## Exercise prompt
Below are the entries; set down each of them exactly.

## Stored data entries
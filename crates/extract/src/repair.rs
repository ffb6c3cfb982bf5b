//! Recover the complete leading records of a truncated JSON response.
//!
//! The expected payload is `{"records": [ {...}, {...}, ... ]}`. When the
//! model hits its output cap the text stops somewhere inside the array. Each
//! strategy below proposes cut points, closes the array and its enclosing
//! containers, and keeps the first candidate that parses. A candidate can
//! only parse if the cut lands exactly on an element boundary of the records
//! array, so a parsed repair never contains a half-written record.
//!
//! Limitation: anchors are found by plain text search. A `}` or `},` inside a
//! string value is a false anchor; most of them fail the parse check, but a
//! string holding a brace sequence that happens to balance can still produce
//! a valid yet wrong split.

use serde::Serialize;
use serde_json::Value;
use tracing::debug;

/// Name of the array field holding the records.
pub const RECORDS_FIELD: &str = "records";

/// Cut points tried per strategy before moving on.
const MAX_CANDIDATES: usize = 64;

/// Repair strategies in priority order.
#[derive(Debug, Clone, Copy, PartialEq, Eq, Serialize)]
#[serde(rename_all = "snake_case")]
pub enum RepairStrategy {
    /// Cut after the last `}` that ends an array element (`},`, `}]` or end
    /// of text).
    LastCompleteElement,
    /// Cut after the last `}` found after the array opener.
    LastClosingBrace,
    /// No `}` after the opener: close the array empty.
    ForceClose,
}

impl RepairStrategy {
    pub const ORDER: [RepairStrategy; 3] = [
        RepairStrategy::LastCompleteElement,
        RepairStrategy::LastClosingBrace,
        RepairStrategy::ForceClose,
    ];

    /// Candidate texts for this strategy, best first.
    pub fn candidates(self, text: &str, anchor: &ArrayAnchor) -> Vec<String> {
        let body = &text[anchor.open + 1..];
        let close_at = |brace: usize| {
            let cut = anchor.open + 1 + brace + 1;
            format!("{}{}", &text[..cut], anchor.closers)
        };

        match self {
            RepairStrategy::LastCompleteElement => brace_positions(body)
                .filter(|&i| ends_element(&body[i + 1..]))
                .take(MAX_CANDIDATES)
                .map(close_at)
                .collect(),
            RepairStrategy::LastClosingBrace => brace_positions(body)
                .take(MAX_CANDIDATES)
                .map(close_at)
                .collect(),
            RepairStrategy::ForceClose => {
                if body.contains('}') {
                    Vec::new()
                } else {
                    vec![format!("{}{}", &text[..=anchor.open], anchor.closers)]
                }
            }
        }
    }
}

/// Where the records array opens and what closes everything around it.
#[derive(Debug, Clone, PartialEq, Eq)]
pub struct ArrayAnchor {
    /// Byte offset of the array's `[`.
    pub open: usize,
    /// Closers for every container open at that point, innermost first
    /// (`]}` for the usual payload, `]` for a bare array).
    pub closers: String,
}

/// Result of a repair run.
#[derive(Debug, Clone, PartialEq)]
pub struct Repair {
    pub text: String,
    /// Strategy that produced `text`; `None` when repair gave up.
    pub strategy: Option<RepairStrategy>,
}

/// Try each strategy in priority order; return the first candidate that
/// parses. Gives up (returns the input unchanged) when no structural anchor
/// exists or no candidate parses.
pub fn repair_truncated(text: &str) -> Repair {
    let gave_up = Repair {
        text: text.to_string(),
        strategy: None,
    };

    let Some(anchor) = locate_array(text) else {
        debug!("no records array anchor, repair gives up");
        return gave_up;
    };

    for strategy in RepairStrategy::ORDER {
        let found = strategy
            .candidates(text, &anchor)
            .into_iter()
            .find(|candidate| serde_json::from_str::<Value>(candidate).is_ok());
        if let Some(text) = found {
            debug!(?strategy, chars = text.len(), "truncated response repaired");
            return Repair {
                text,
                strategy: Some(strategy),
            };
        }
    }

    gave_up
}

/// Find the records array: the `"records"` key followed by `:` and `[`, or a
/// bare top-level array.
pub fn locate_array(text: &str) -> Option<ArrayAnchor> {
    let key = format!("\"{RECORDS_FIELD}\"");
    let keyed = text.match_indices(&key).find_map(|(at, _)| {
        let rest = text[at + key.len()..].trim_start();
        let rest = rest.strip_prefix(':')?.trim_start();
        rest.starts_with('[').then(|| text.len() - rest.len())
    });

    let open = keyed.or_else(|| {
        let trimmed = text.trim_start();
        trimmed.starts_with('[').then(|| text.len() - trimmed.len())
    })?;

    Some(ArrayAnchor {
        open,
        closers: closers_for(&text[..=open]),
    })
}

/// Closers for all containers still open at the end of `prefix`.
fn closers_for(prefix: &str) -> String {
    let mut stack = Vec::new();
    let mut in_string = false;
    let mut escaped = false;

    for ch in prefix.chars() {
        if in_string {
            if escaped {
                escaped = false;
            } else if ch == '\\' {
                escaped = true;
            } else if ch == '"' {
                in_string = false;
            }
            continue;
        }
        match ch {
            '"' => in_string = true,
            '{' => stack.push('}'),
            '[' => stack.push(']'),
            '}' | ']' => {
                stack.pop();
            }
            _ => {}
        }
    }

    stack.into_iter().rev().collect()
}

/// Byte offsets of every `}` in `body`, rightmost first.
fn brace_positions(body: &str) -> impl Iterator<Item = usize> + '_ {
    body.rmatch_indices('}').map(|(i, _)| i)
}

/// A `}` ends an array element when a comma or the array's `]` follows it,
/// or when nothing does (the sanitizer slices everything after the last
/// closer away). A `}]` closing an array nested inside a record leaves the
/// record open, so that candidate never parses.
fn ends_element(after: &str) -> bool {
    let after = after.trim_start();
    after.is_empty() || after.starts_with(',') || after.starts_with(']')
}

## Solution
filename crates/extract/src/repair.rs
repository ffb6c3cfb982bf5b
//! Recover the complete leading records of a truncated JSON response.
//!
//! The expected payload is `{"records": [ {...}, {...}, ... ]}`. When the
//! model hits its output cap the text stops somewhere inside the array. Each
//! strategy below proposes cut points, closes the array and its enclosing
//! containers, and keeps the first candidate that parses. A candidate can
//! only parse if the cut lands exactly on an element boundary of the records
//! array, so a parsed repair never contains a half-written record.
//!
//! Limitation: anchors are found by plain text search. A `}` or `},` inside a
//! string value is a false anchor; most of them fail the parse check, but a
//! string holding a brace sequence that happens to balance can still produce
//! a valid yet wrong split.

use serde::Serialize;
use serde_json::Value;
use tracing::debug;

/// Name of the array field holding the records.
pub const RECORDS_FIELD: &str = "records";

/// Cut points tried per strategy before moving on.
const MAX_CANDIDATES: usize = 64;

/// Repair strategies in priority order.
#[derive(Debug, Clone, Copy, PartialEq, Eq, Serialize)]
#[serde(rename_all = "snake_case")]
pub enum RepairStrategy {
    /// Cut after the last `}` that ends an array element (`},`, `}]` or end
    /// of text).
    LastCompleteElement,
    /// Cut after the last `}` found after the array opener.
    LastClosingBrace,
    /// No `}` after the opener: close the array empty.
    ForceClose,
}

impl RepairStrategy {
    pub const ORDER: [RepairStrategy; 3] = [
        RepairStrategy::LastCompleteElement,
        RepairStrategy::LastClosingBrace,
        RepairStrategy::ForceClose,
    ];

    /// Candidate texts for this strategy, best first.
    pub fn candidates(self, text: &str, anchor: &ArrayAnchor) -> Vec<String> {
        let body = &text[anchor.open + 1..];
        let close_at = |brace: usize| {
            let cut = anchor.open + 1 + brace + 1;
            format!("{}{}", &text[..cut], anchor.closers)
        };

        match self {
            RepairStrategy::LastCompleteElement => brace_positions(body)
                .filter(|&i| ends_element(&body[i + 1..]))
                .take(MAX_CANDIDATES)
                .map(close_at)
                .collect(),
            RepairStrategy::LastClosingBrace => brace_positions(body)
                .take(MAX_CANDIDATES)
                .map(close_at)
                .collect(),
            RepairStrategy::ForceClose => {
                if body.contains('}') {
                    Vec::new()
                } else {
                    vec![format!("{}{}", &text[..=anchor.open], anchor.closers)]
                }
            }
        }
    }
}

/// Where the records array opens and what closes everything around it.
#[derive(Debug, Clone, PartialEq, Eq)]
pub struct ArrayAnchor {
    /// Byte offset of the array's `[`.
    pub open: usize,
    /// Closers for every container open at that point, innermost first
    /// (`]}` for the usual payload, `]` for a bare array).
    pub closers: String,
}

/// Result of a repair run.
#[derive(Debug, Clone, PartialEq)]
pub struct Repair {
    pub text: String,
    /// Strategy that produced `text`; `None` when repair gave up.
    pub strategy: Option<RepairStrategy>,
}

/// Try each strategy in priority order; return the first candidate that
/// parses. Gives up (returns the input unchanged) when no structural anchor
/// exists or no candidate parses.
pub fn repair_truncated(text: &str) -> Repair {
    let gave_up = Repair {
        text: text.to_string(),
        strategy: None,
    };

    let Some(anchor) = locate_array(text) else {
        debug!("no records array anchor, repair gives up");
        return gave_up;
    };

    for strategy in RepairStrategy::ORDER {
        let found = strategy
            .candidates(text, &anchor)
            .into_iter()
            .find(|candidate| serde_json::from_str::<Value>(candidate).is_ok());
        if let Some(text) = found {
            debug!(?strategy, chars = text.len(), "truncated response repaired");
            return Repair {
                text,
                strategy: Some(strategy),
            };
        }
    }

    gave_up
}

/// Find the records array: the `"records"` key followed by `:` and `[`, or a
/// bare top-level array.
pub fn locate_array(text: &str) -> Option<ArrayAnchor> {
    let key = format!("\"{RECORDS_FIELD}\"");
    let keyed = text.match_indices(&key).find_map(|(at, _)| {
        let rest = text[at + key.len()..].trim_start();
        let rest = rest.strip_prefix(':')?.trim_start();
        rest.starts_with('[').then(|| text.len() - rest.len())
    });

    let open = keyed.or_else(|| {
        let trimmed = text.trim_start();
        trimmed.starts_with('[').then(|| text.len() - trimmed.len())
    })?;

    Some(ArrayAnchor {
        open,
        closers: closers_for(&text[..=open]),
    })
}

/// Closers for all containers still open at the end of `prefix`.
fn closers_for(prefix: &str) -> String {
    let mut stack = Vec::new();
    let mut in_string = false;
    let mut escaped = false;

    for ch in prefix.chars() {
        if in_string {
            if escaped {
                escaped = false;
            } else if ch == '\\' {
                escaped = true;
            } else if ch == '"' {
                in_string = false;
            }
            continue;
        }
        match ch {
            '"' => in_string = true,
            '{' => stack.push('}'),
            '[' => stack.push(']'),
            '}' | ']' => {
                stack.pop();
            }
            _ => {}
        }
    }

    stack.into_iter().rev().collect()
}

/// Byte offsets of every `}` in `body`, rightmost first.
fn brace_positions(body: &str) -> impl Iterator<Item = usize> + '_ {
    body.rmatch_indices('}').map(|(i, _)| i)
}

/// A `}` ends an array element when a comma or the array's `]` follows it,
/// or when nothing does (the sanitizer slices everything after the last
/// closer away). A `}]` closing an array nested inside a record leaves the
/// record open, so that candidate never parses.
fn ends_element(after: &str) -> bool {
    let after = after.trim_start();
    after.is_empty() || after.starts_with(',') || after.starts_with(']')
}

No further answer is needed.